NAPPANEE -- As search and rescue efforts continue among rising waters in Hurricane Katrina's aftermath, one local recreational vehicle manufacturer already is building temporary housing for the storm's numerous victims.
Gulf Stream Coach Inc. was contacted by the Federal Emergency Management Agency on Tuesday and was producing modified versions of its travel trailers to be used as temporary housing units by Wednesday, according to Steven Lidy, director of marketing at Gulf Stream.
While not as luxurious as the Nappanee company's retail models, the travel trailers come equipped with air conditioning, electricity and water hookups, sleeping and cooking facilities and bathrooms.
"They are the essentials that those people need," Lidy said. "They don't have all the frills that retail models have (but they are) very nice units."

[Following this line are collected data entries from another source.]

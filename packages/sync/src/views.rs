//! Aggregate view subscriptions.
//!
//! Every view is bound to the shared data source and recomputed whenever
//! its query changes. A [`Delivery::Once`] view closes itself the first
//! time it accepts a result and is never fetched again. A
//! [`Delivery::Every`] view stays open and fires whenever its output
//! changes.

use std::collections::BTreeSet;

use geo_dashboard_models::{AggregateRequest, AggregateSpec, CategoryCount, ViewId};

use crate::source::QueryUpdate;

/// How often a view delivers.
#[derive(Debug, Clone, Copy, PartialEq, Eq)]
pub enum Delivery {
    /// First accepted result only, then the subscription is closed.
    Once,
    /// Every changed result, indefinitely.
    Every,
}

/// What to do with an incoming result.
#[derive(Debug, Clone, PartialEq, Eq)]
pub enum Acceptance {
    /// Hand the normalized result to the view's consumer.
    Fire(Vec<CategoryCount>),
    /// The result belongs to a superseded query.
    Stale,
    /// Same output as the last accepted result.
    Unchanged,
    /// The view is closed or was never subscribed.
    Closed,
}

#[derive(Debug, Clone)]
struct AggregateView {
    id: ViewId,
    spec: AggregateSpec,
    delivery: Delivery,
    open: bool,
    last: Option<Vec<CategoryCount>>,
    fired: u32,
}

/// The dashboard's aggregate views.
#[derive(Debug, Clone, Default)]
pub struct AggregateViews {
    views: Vec<AggregateView>,
}

impl AggregateViews {
    /// Subscribes a view. Re-subscribing an id replaces the old view.
    pub fn subscribe(&mut self, id: ViewId, spec: AggregateSpec, delivery: Delivery) {
        self.views.retain(|v| v.id != id);
        log::debug!("Subscribed {id} view ({delivery:?}, limit {})", spec.limit);
        self.views.push(AggregateView {
            id,
            spec,
            delivery,
            open: true,
            last: None,
            fired: 0,
        });
    }

    /// Requests for every open view under `update`.
    #[must_use]
    pub fn requests(&self, update: &QueryUpdate) -> Vec<AggregateRequest> {
        self.views
            .iter()
            .filter(|v| v.open)
            .map(|v| AggregateRequest {
                view: v.id,
                generation: update.generation,
                query: update.query.clone(),
                spec: v.spec.clone(),
            })
            .collect()
    }

    /// Decides whether a result for `id` computed under `generation`
    /// should fire, given the data source is at `current`.
    pub fn accept(
        &mut self,
        id: ViewId,
        generation: u64,
        current: u64,
        result: Vec<CategoryCount>,
    ) -> Acceptance {
        let Some(view) = self.views.iter_mut().find(|v| v.id == id) else {
            return Acceptance::Closed;
        };
        if !view.open {
            return Acceptance::Closed;
        }
        if generation != current {
            return Acceptance::Stale;
        }

        let result = normalize(result, view.spec.limit);
        if view.delivery == Delivery::Every && view.last.as_ref() == Some(&result) {
            return Acceptance::Unchanged;
        }

        view.fired += 1;
        view.last = Some(result.clone());
        if view.delivery == Delivery::Once {
            view.open = false;
            log::debug!("Closed one-shot {id} view");
        }
        Acceptance::Fire(result)
    }

    /// `true` if `id` is subscribed and still open.
    #[must_use]
    pub fn is_open(&self, id: ViewId) -> bool {
        self.views.iter().any(|v| v.id == id && v.open)
    }

    /// Number of results `id` has fired.
    #[must_use]
    pub fn fired(&self, id: ViewId) -> u32 {
        self.views
            .iter()
            .find(|v| v.id == id)
            .map_or(0, |v| v.fired)
    }
}

/// Enforces the result invariants: unique keys (first occurrence wins)
/// and at most `limit` entries.
#[must_use]
pub fn normalize(result: Vec<CategoryCount>, limit: u32) -> Vec<CategoryCount> {
    let limit = usize::try_from(limit).unwrap_or(usize::MAX);
    let received = result.len();
    let mut seen = BTreeSet::new();
    let normalized: Vec<CategoryCount> = result
        .into_iter()
        .filter(|c| seen.insert(c.key.clone()))
        .take(limit)
        .collect();

    if normalized.len() < received {
        log::warn!(
            "Dropped {} aggregate rows (duplicate keys or over limit {limit})",
            received - normalized.len()
        );
    }
    normalized
}
#![cfg_attr(feature = "fail-on-warnings", deny(warnings))]
#![warn(clippy::all, clippy::pedantic, clippy::nursery, clippy::cargo)]
#![allow(clippy::multiple_crate_versions, clippy::cargo_common_metadata)]

//! Geo dashboard API server binary.

use actix_web::web;
use clap::Parser;
use geo_dashboard_models::config::DashboardConfig;
use geo_dashboard_server::{AppState, ServerArgs, build_backend, run_server};
use geo_dashboard_sync::{LogSink, spawn_dashboard};

#[actix_web::main]
async fn main() -> std::io::Result<()> {
    pretty_env_logger::init_custom_env("RUST_LOG");
    let args = ServerArgs::parse();

    let config = match &args.config {
        Some(path) => {
            log::info!("Loading dashboard definition from {}", path.display());
            DashboardConfig::load(path).map_err(std::io::Error::other)?
        }
        None => DashboardConfig::embedded_default(),
    };
    log::info!("Dashboard: {} ({})", config.title, config.id);

    let api_key = std::env::var("CARTO_API_KEY").ok();
    let backend = build_backend(&args, &config, api_key).map_err(std::io::Error::other)?;
    let dashboard = spawn_dashboard(config, backend, LogSink).map_err(std::io::Error::other)?;

    let bind_addr = std::env::var("BIND_ADDR").unwrap_or_else(|_| "127.0.0.1".to_string());
    let port: u16 = std::env::var("PORT")
        .ok()
        .and_then(|p| p.parse().ok())
        .unwrap_or(8080);

    run_server(web::Data::new(AppState { dashboard }), bind_addr, port).await
}
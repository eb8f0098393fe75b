#![cfg_attr(feature = "fail-on-warnings", deny(warnings))]
#![warn(clippy::all, clippy::pedantic, clippy::nursery, clippy::cargo)]
#![allow(clippy::multiple_crate_versions, clippy::cargo_common_metadata)]

//! Choropleth and bar chart models for the geo dashboard.
//!
//! Rendering itself happens elsewhere. This crate computes what gets
//! drawn: the equal-width threshold scale over the current region counts,
//! the per-region fill decisions, the legend, and the ranked bar chart.
//! All of it tolerates empty input so a filter that matches nothing still
//! produces a drawable (if blank) frame.

pub mod chart;
pub mod legend;
pub mod regions;
pub mod scale;

use geo_dashboard_models::Selection;
use geo_dashboard_models::config::MapSettings;
use serde::{Deserialize, Serialize};

use crate::legend::Legend;
use crate::regions::{RegionShapes, RegionStyle};
use crate::scale::ThresholdScale;

/// Everything the map needs for one redraw.
#[derive(Debug, Clone, PartialEq, Serialize, Deserialize)]
pub struct ChoroplethFrame {
    /// Per-region fills, in shape order.
    pub regions: Vec<RegionStyle>,
    /// Legend matching the fills.
    pub legend: Legend,
}

impl ChoroplethFrame {
    /// Computes the frame for the current selection.
    #[must_use]
    pub fn draw(shapes: &RegionShapes, selection: &Selection, settings: &MapSettings) -> Self {
        let scale = ThresholdScale::equal_width(selection.max_count(), &settings.ramp);
        if scale.is_degenerate() {
            log::debug!("Redrawing map with a degenerate scale");
        }

        Self {
            regions: shapes.bind(&selection.counts, &scale, &settings.no_data_fill),
            legend: Legend::new(&scale, &settings.legend_label, &selection.active_category),
        }
    }
}

#[cfg(test)]
mod tests {
    use super::*;
    use geo_dashboard_models::CategoryCount;
    use regions::RegionFill;

    fn settings() -> MapSettings {
        MapSettings {
            ramp: vec!["#1".into(), "#2".into(), "#3".into(), "#4".into(), "#5".into()],
            no_data_fill: "none".to_string(),
            legend_label: "Restaurants per zip code".to_string(),
        }
    }

    fn shapes() -> RegionShapes {
        let doc = serde_json::json!({
            "type": "FeatureCollection",
            "features": [
                { "type": "Feature", "properties": { "zip": "10001" }, "geometry": null },
                { "type": "Feature", "properties": { "zip": "10002" }, "geometry": null }
            ]
        });
        RegionShapes::parse(&doc.to_string(), "zip", None).unwrap()
    }

    #[test]
    fn draws_frame_with_legend_caption() {
        let selection = Selection {
            active_category: "Pizza".to_string(),
            counts: vec![CategoryCount::new("10001", 7)],
        };
        let frame = ChoroplethFrame::draw(&shapes(), &selection, &settings());
        assert_eq!(frame.legend.caption, "Restaurants per zip code: Pizza");
        assert_eq!(frame.legend.swatches.len(), 5);
        assert!(matches!(frame.regions[0].fill, RegionFill::Bucket { index: 4, .. }));
        assert!(matches!(frame.regions[1].fill, RegionFill::NoData { .. }));
    }

    #[test]
    fn empty_counts_draw_without_panicking() {
        let frame = ChoroplethFrame::draw(&shapes(), &Selection::default(), &settings());
        assert!(frame.legend.is_empty());
        assert_eq!(frame.regions.len(), 2);
    }
}
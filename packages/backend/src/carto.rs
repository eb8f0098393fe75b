//! Carto SQL API backend.
//!
//! Aggregates are computed server-side by wrapping the point query in a
//! grouped count and sending it to the SQL API as `GET ?q=`. Responses
//! carry a `rows` array of `{ "key": ..., "value": ... }` objects.

use async_trait::async_trait;
use geo_dashboard_choropleth::regions::RegionShapes;
use geo_dashboard_models::config::{DashboardConfig, RegionSettings};
use geo_dashboard_models::{AggregateRequest, CategoryCount};
use geo_dashboard_query::aggregate_sql;

use crate::{BackendError, DashboardBackend, retry, shapes};

/// A [`DashboardBackend`] backed by a Carto SQL API endpoint.
pub struct CartoBackend {
    client: reqwest::Client,
    api_url: String,
    api_key: Option<String>,
    regions: RegionSettings,
}

impl CartoBackend {
    /// Creates a backend for the configured endpoint and region shapes.
    #[must_use]
    pub fn new(config: &DashboardConfig) -> Self {
        Self {
            client: reqwest::Client::new(),
            api_url: config.carto.api_url.clone(),
            api_key: config.carto.api_key.clone(),
            regions: config.regions.clone(),
        }
    }

    /// Overrides the API key from the definition.
    #[must_use]
    pub fn with_api_key(mut self, api_key: Option<String>) -> Self {
        if api_key.is_some() {
            self.api_key = api_key;
        }
        self
    }

    async fn run_sql(&self, sql: &str) -> Result<serde_json::Value, BackendError> {
        retry::send_json(|| {
            let request = self.client.get(&self.api_url).query(&[("q", sql)]);
            match &self.api_key {
                Some(key) => request.query(&[("api_key", key)]),
                None => request,
            }
        })
        .await
    }
}

#[async_trait]
impl DashboardBackend for CartoBackend {
    async fn region_shapes(&self) -> Result<RegionShapes, BackendError> {
        shapes::fetch(&self.client, &self.regions).await
    }

    async fn aggregate(
        &self,
        request: &AggregateRequest,
    ) -> Result<Vec<CategoryCount>, BackendError> {
        let sql = aggregate_sql(&request.query, &request.spec);
        log::debug!(
            "{} aggregate (generation {}): {sql}",
            request.view,
            request.generation
        );
        let body = self.run_sql(&sql).await?;
        parse_rows(&body)
    }
}

/// Parses an SQL API response into counts.
///
/// Rows with a null key are skipped. Keys may be strings or numbers;
/// values must be non-negative integers.
///
/// # Errors
///
/// Returns [`BackendError::Response`] if the body reports an error, has
/// no `rows` array, or a row has an unusable value.
pub fn parse_rows(body: &serde_json::Value) -> Result<Vec<CategoryCount>, BackendError> {
    if let Some(error) = body.get("error") {
        return Err(BackendError::Response {
            message: format!("Carto error: {error}"),
        });
    }

    let rows = body
        .get("rows")
        .and_then(serde_json::Value::as_array)
        .ok_or_else(|| BackendError::Response {
            message: "No rows array in SQL API response".to_string(),
        })?;

    let mut counts = Vec::with_capacity(rows.len());
    for row in rows {
        let key = match row.get("key") {
            Some(serde_json::Value::String(s)) => s.clone(),
            Some(serde_json::Value::Number(n)) => n.to_string(),
            Some(serde_json::Value::Null) | None => {
                log::debug!("Skipping aggregate row with null key");
                continue;
            }
            Some(other) => {
                return Err(BackendError::Response {
                    message: format!("Unexpected aggregate key {other}"),
                });
            }
        };

        let value = row
            .get("value")
            .and_then(serde_json::Value::as_u64)
            .ok_or_else(|| BackendError::Response {
                message: format!("Aggregate row '{key}' has no non-negative integer value"),
            })?;

        counts.push(CategoryCount { key, value });
    }

    Ok(counts)
}
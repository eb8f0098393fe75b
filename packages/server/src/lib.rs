#![cfg_attr(feature = "fail-on-warnings", deny(warnings))]
#![warn(clippy::all, clippy::pedantic, clippy::nursery, clippy::cargo)]
#![allow(clippy::multiple_crate_versions, clippy::cargo_common_metadata)]

//! Actix-Web API server for the geo dashboard.
//!
//! Forwards map widget events (edits, commits, category clicks) to a
//! running dashboard session and serves its state as JSON. The session
//! runs against either the Carto SQL API or, given local `GeoJSON` files,
//! the in-memory backend.

mod handlers;

use std::path::PathBuf;
use std::sync::Arc;

use actix_cors::Cors;
use actix_web::{App, HttpResponse, HttpServer, error, middleware, web};
use clap::Parser;
use geo_dashboard_backend::carto::CartoBackend;
use geo_dashboard_backend::memory::MemoryBackend;
use geo_dashboard_backend::{BackendError, DashboardBackend};
use geo_dashboard_models::config::DashboardConfig;
use geo_dashboard_server_models::ApiError;
use geo_dashboard_sync::DashboardHandle;

/// Command-line options of the server binary.
#[derive(Debug, Parser)]
#[command(name = "geo_dashboard_server", about = "Geo dashboard API server")]
pub struct ServerArgs {
    /// Dashboard definition (TOML); the embedded NYC restaurants
    /// definition is used when omitted
    #[arg(long)]
    pub config: Option<PathBuf>,
    /// Region shapes `GeoJSON` file; with `--points`, runs offline
    #[arg(long, requires = "points")]
    pub regions: Option<PathBuf>,
    /// Point features `GeoJSON` file; with `--regions`, runs offline
    #[arg(long, requires = "regions")]
    pub points: Option<PathBuf>,
}

/// Shared application state.
pub struct AppState {
    /// The running dashboard session.
    pub dashboard: DashboardHandle,
}

/// Picks the backend: in-memory when both local files are given, the
/// Carto SQL API otherwise. `api_key` overrides the definition's key.
///
/// # Errors
///
/// Returns [`BackendError`] if the local files cannot be loaded.
pub fn build_backend(
    args: &ServerArgs,
    config: &DashboardConfig,
    api_key: Option<String>,
) -> Result<Arc<dyn DashboardBackend>, BackendError> {
    if let (Some(regions), Some(points)) = (&args.regions, &args.points) {
        log::info!(
            "Using in-memory backend ({} / {})",
            regions.display(),
            points.display()
        );
        return Ok(Arc::new(MemoryBackend::from_files(config, regions, points)?));
    }

    log::info!("Using Carto SQL API at {}", config.carto.api_url);
    Ok(Arc::new(CartoBackend::new(config).with_api_key(api_key)))
}

/// Registers the API routes.
pub fn configure(cfg: &mut web::ServiceConfig) {
    cfg.app_data(json_config()).service(
        web::scope("/api")
            .route("/health", web::get().to(handlers::health))
            .route("/state", web::get().to(handlers::state))
            .route("/regions", web::get().to(handlers::regions))
            .service(
                web::scope("/events")
                    .route("/edit", web::post().to(handlers::edit))
                    .route("/commit", web::post().to(handlers::commit))
                    .route("/category", web::post().to(handlers::category)),
            ),
    );
}

/// Malformed event bodies get a JSON error body instead of plain text.
fn json_config() -> web::JsonConfig {
    web::JsonConfig::default().error_handler(|err, _req| {
        let response = HttpResponse::BadRequest().json(ApiError::new(err.to_string()));
        error::InternalError::from_response(err, response).into()
    })
}

/// Starts the HTTP server for `state`.
///
/// The caller provides the async runtime (e.g. via `#[actix_web::main]`).
///
/// # Errors
///
/// Returns an `std::io::Result` error if the HTTP server fails to bind or
/// encounters a runtime error.
pub async fn run_server(
    state: web::Data<AppState>,
    bind_addr: String,
    port: u16,
) -> std::io::Result<()> {
    log::info!("Starting server on {bind_addr}:{port}");

    HttpServer::new(move || {
        let cors = Cors::permissive();

        App::new()
            .wrap(cors)
            .wrap(middleware::Logger::default())
            .app_data(state.clone())
            .configure(configure)
    })
    .bind((bind_addr, port))?
    .run()
    .await
}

Coachmen Industries Inc. also has talked with FEMA and will "be doing some work to help" the victims of Katrina, said Jeff Tryka, director of investor relations at the Elkhart RV maker.
We are "very willing to help out FEMA and the folks in the Gulf region as best we can," Tryka said.
After four hurricanes slammed into Florida during 2004, temporary housing units were manufactured by Gulf Stream and Coachmen as well as by other Elkhart County RV companies including Forest River, Keystone RV and Jayco.
Calls to Forest River, Jayco and Keystone's parent company, Thor, were not returned Wednesday.
A report recently released by FEMA summarized recovery efforts in Florida after the brutal 2004 hurricane season. The report stated that assistance from federal and state agencies had topped $5.6 billion and that currently "8,232 FEMA housing units are occupied -- down from the high of more than 16,000 -- as families continue to move out of FEMA mobile-home group sites...."
Lidy could not quantify how many units FEMA had ordered or how many units Gulf Stream was producing each day but he did maintain the company will produce as many travel trailers as the federal agency needs.
"The entire industry has the same stance on that," he said. "We all step up to the plate and produce whatever is needed."
Tryka concurred. "We view this as doing what we can to help out the victims down there."